Get ready for some football fare with these cilantro lime chicken wings and avocado ranch dressing.
Cuisine: American, Mexican
Prep Time: 10 mins
Cooking Time: 35 mins
Total Time: 45 mins
1 lb Chicken Wings
1 tbsp Olive Oil
1/4 tsp Salt
1/4 tsp Pepper
1/4 cup Chipotle or Ancho Chili, chopped
1/4 cup Dates
1 tsp Cumin
2 tsp Smoked Paprika
2 tbsp Coconut Oil, melted
2 tbsp Apple Cider Vinegar
2 tbsp Water
1 tbsp Cilantro, chopped (for garnish)
1 pkg of ¡Yo Quiero!™️ Super Chunky Avocado
1/2 cup Mayonnaise
1/4 – 1/2 cup Milk
1 tbsp Fresh Lime Juice
1–2 tsp Dried Dill
1/4 cup Fresh Cilantro
1/4–1/2 tsp Salt (to taste)
1/4–1/2 tsp Pepper (to taste)
1/4 tsp Garlic Powder
1/4 tsp Onion Powder
GUIDE / INSTRUCTIONS
Preheat the oven to 400° F. Place a wire rack on a baking sheet.
In a bowl toss the chicken wings with olive oil, salt, and pepper and lay them out evenly on the wire rack. Bake the chicken wings in the oven for 35 minutes until crispy and golden in color.
While the chicken wings are baking, in a blender combine the chili, dates, cumin, paprika, coconut oil, vinegar, and water. Blend until completely smooth. If the mixture is too thick add a splash more water.
When the chicken wings are done, remove them from the oven and toss them in the chipotle sauce.

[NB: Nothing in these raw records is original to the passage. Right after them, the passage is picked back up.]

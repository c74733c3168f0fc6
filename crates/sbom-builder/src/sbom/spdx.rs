//! SPDX 2.3 JSON 직렬화
//!
//! [SPDX](https://spdx.dev/) 2.3 사양에 따라 [`DocumentGraph`]를 JSON으로 기록합니다.
//! 그래프 식별자 앞에 `SPDXRef-`를 붙이는 것 외에는 값을 바꾸지 않습니다.

use std::io::Write;

use serde::Serialize;

use super::util;
use crate::error::SbomBuilderError;
use crate::types::{Checksum, DocumentGraph, FileNode, PackageNode, Relationship};

/// SPDX 사양 버전
pub const SPDX_VERSION: &str = "SPDX-2.3";

/// 문서 데이터 라이선스
pub const DATA_LICENSE: &str = "CC0-1.0";

/// SPDX 식별자 접두어
pub const SPDX_REF_PREFIX: &str = "SPDXRef-";

/// 직렬화 옵션
///
/// `namespace`와 `created`를 지정하면 출력이 결정론적이 됩니다 (테스트, 재현 빌드).
#[derive(Debug, Clone)]
pub struct SpdxOptions {
    /// `documentNamespace` 접두어
    pub namespace_base: String,
    /// `documentNamespace` 전체 값 (지정 시 접두어와 UUID 무시)
    pub namespace: Option<String>,
    /// `creationInfo.created` 값 (미지정 시 현재 시각)
    pub created: Option<String>,
}

impl Default for SpdxOptions {
    fn default() -> Self {
        Self {
            namespace_base: "https://spdx.org/spdxdocs/chisel-sbom".to_owned(),
            namespace: None,
            created: None,
        }
    }
}

#[derive(Serialize)]
#[serde(rename_all = "camelCase")]
struct SpdxDocument<'a> {
    spdx_version: &'static str,
    data_license: &'static str,
    #[serde(rename = "SPDXID")]
    spdx_id: String,
    name: &'a str,
    document_namespace: String,
    creation_info: SpdxCreationInfo,
    packages: Vec<SpdxPackage<'a>>,
    files: Vec<SpdxFile<'a>>,
    relationships: Vec<SpdxRelationship<'a>>,
}

#[derive(Serialize)]
struct SpdxCreationInfo {
    created: String,
    creators: Vec<String>,
}

#[derive(Serialize)]
#[serde(rename_all = "camelCase")]
struct SpdxPackage<'a> {
    name: &'a str,
    #[serde(rename = "SPDXID")]
    spdx_id: String,
    #[serde(skip_serializing_if = "Option::is_none")]
    version_info: Option<&'a str>,
    #[serde(skip_serializing_if = "Option::is_none")]
    supplier: Option<&'a str>,
    download_location: &'a str,
    files_analyzed: bool,
    #[serde(skip_serializing_if = "Vec::is_empty")]
    checksums: Vec<SpdxChecksum<'a>>,
    #[serde(skip_serializing_if = "Option::is_none")]
    comment: Option<&'a str>,
}

#[derive(Serialize)]
#[serde(rename_all = "camelCase")]
struct SpdxFile<'a> {
    file_name: &'a str,
    #[serde(rename = "SPDXID")]
    spdx_id: String,
    checksums: Vec<SpdxChecksum<'a>>,
    copyright_text: &'a str,
    #[serde(skip_serializing_if = "Option::is_none")]
    comment: Option<&'a str>,
}

#[derive(Serialize)]
#[serde(rename_all = "camelCase")]
struct SpdxChecksum<'a> {
    algorithm: String,
    checksum_value: &'a str,
}

#[derive(Serialize)]
#[serde(rename_all = "camelCase")]
struct SpdxRelationship<'a> {
    spdx_element_id: String,
    related_spdx_element: String,
    relationship_type: &'static str,
    #[serde(skip_serializing_if = "Option::is_none")]
    comment: Option<&'a str>,
}

fn spdx_ref(identifier: &str) -> String {
    format!("{SPDX_REF_PREFIX}{identifier}")
}

fn checksums(list: &[Checksum]) -> Vec<SpdxChecksum<'_>> {
    list.iter()
        .map(|c| SpdxChecksum {
            algorithm: c.algorithm.to_string(),
            checksum_value: &c.value,
        })
        .collect()
}

fn package(node: &PackageNode) -> SpdxPackage<'_> {
    SpdxPackage {
        name: &node.name,
        spdx_id: spdx_ref(&node.identifier),
        version_info: node.version.as_deref(),
        supplier: node.supplier.as_deref(),
        download_location: &node.download_location,
        files_analyzed: node.files_analyzed,
        checksums: checksums(&node.checksums),
        comment: node.comment.as_deref(),
    }
}

fn file(node: &FileNode) -> SpdxFile<'_> {
    SpdxFile {
        file_name: &node.name,
        spdx_id: spdx_ref(&node.identifier),
        checksums: checksums(&node.checksums),
        copyright_text: &node.copyright_text,
        comment: node.comment.as_deref(),
    }
}

fn relationship(rel: &Relationship) -> SpdxRelationship<'_> {
    SpdxRelationship {
        spdx_element_id: spdx_ref(&rel.from),
        related_spdx_element: spdx_ref(&rel.to),
        relationship_type: rel.relationship_type.as_str(),
        comment: rel.comment.as_deref(),
    }
}

fn document<'a>(graph: &'a DocumentGraph, options: &SpdxOptions) -> SpdxDocument<'a> {
    SpdxDocument {
        spdx_version: SPDX_VERSION,
        data_license: DATA_LICENSE,
        spdx_id: spdx_ref(&graph.identifier),
        name: &graph.name,
        document_namespace: options
            .namespace
            .clone()
            .unwrap_or_else(|| util::document_namespace(&options.namespace_base, &graph.name)),
        creation_info: SpdxCreationInfo {
            created: options
                .created
                .clone()
                .unwrap_or_else(util::current_timestamp),
            creators: graph
                .creation_info
                .creators
                .iter()
                .map(ToString::to_string)
                .collect(),
        },
        packages: graph.packages.iter().map(package).collect(),
        files: graph.files.iter().map(file).collect(),
        relationships: graph.relationships.iter().map(relationship).collect(),
    }
}

/// 문서 그래프를 들여쓴 SPDX JSON 문자열로 변환합니다.
pub fn to_spdx_json(
    graph: &DocumentGraph,
    options: &SpdxOptions,
) -> Result<String, SbomBuilderError> {
    serde_json::to_string_pretty(&document(graph, options))
        .map_err(|e| SbomBuilderError::Serialization(format!("SPDX serialization failed: {e}")))
}

/// 문서 그래프를 SPDX JSON으로 `writer`에 기록합니다.
pub fn write_spdx_json<W: Write>(
    graph: &DocumentGraph,
    options: &SpdxOptions,
    mut writer: W,
) -> Result<(), SbomBuilderError> {
    serde_json::to_writer_pretty(&mut writer, &document(graph, options))
        .map_err(|e| SbomBuilderError::Serialization(format!("SPDX serialization failed: {e}")))?;
    writer
        .write_all(b"\n")
        .and_then(|()| writer.flush())
        .map_err(|e| SbomBuilderError::Serialization(format!("SPDX write failed: {e}")))
}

Place avocado, mayonnaise, 1/4 cup milk, lime juice, 1 Tbsp. dill, the cilantro, 1/4 tsp. salt, 1/4 tsp. pepper, and the garlic and onion powder into a blender or food processor.
Puree until completely smooth. Taste and add more dill, salt, or pepper, to taste
If desired, thin out the mixture with additional milk, pulsing to combine until you reach a pourable texture.
To store, transfer to an airtight container. Press plastic wrap onto the surface, then seal with the lid. (The plastic wrap will keep it from browning). The ranch will keep in the refrigerator 3-4 days.